From Casetext: Smarter Legal Research

S. v. Groves

Supreme Court of North Carolina
Sep 1, 1897
28 S.E. 262 (N.C. 1897)

Opinion

(September Term, 1897.)

Indictment for Murder — Trial — Evidence — Charge of Judge — Array of Facts — Waiver.

1. Inasmuch as the statute (section 413 of the Code) requires that the trial judge "shall state in plain and correct manner the evidence given in the case and declare and explain the law arising thereon," a charge to the jury in the trial of an indictment for murder, where the evidence of guilt is conflicting, is insufficient which only defines the different degrees of murder and contains no array of the facts or instruction as to the law applicable to such facts as the jury may find to be true from the evidence.
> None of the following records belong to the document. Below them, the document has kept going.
use std::time::Duration;

use iced::Subscription;
use iced::futures::Stream;

use stakesight_framework::{ActionError, ActionPlan, ChainError};

use crate::message::{Message, PanelId};

/// One price step per second.
pub fn price_subscription() -> Subscription<Message> {
    iced::time::every(Duration::from_secs(1)).map(|_| Message::PriceTick)
}

/// Poll ticks for a panel at its interval.
///
/// The initial read on connect is issued by the app; this only covers the
/// periodic cycles. Each panel gets its own mapping function so two panels
/// with equal intervals stay distinct subscriptions.
pub fn poll_subscription(panel: PanelId, interval: Duration) -> Subscription<Message> {
    match panel {
        PanelId::Staking => {
            iced::time::every(interval).map(|_| Message::PollTick(PanelId::Staking))
        }
        PanelId::Portfolio => {
            iced::time::every(interval).map(|_| Message::PollTick(PanelId::Portfolio))
        }
    }
}

/// Window frames while any display value is animating.
pub fn frame_subscription() -> Subscription<Message> {
    iced::window::frames().map(Message::Frame)
}

/// Run the plan of action `id` and report its progress as messages.
///
/// Yields one [`Message::ActionPhase`] per step as it begins, then a single
/// [`Message::ActionFinished`], all tagged with `id`.
pub fn action_stream(id: u64, plan: ActionPlan) -> impl Stream<Item = Message> {
    let kind = plan.kind();

    async_stream::stream! {
        let (phase_tx, mut phase_rx) = tokio::sync::mpsc::unbounded_channel::<String>();

        let run = tokio::spawn(plan.run(move |phase: &str| {
            // The receiver only goes away with the stream itself.
            let _ = phase_tx.send(phase.to_string());
        }));

        while let Some(phase) = phase_rx.recv().await {
            yield Message::ActionPhase(id, phase);
        }

        let result = match run.await {
            Ok(Ok(receipts)) => {
                tracing::debug!(action = %kind, confirmed = receipts.len(), "Action stream done");
                Ok(())
            }
            Ok(Err(e)) => Err(e),
            Err(e) => {
                tracing::error!(action = %kind, error = %e, "Action task failed");
                Err(ActionError::Step {
                    step: kind.label().to_string(),
                    source: ChainError::Transport(e.to_string()),
                })
            }
        };

        yield Message::ActionFinished(id, kind, result);
    }
}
2. Where a defendant on trial for a capital offense pleads "not guilty," his consent that the judge need not read over his notes of the testimony is not a waiver of his right to have the law applied to the facts in his case as the law requires shall be done.

(564) INDICTMENT for murder, tried before Adams, J., and a jury, at March Term, 1897, of WAKE.

Attorney General Walser for the State.

Jones Boykin and J. C. L. Harris for defendant.


The defendant was convicted of murder in the second degree, and appealed, assigning error in the instructions to the jury.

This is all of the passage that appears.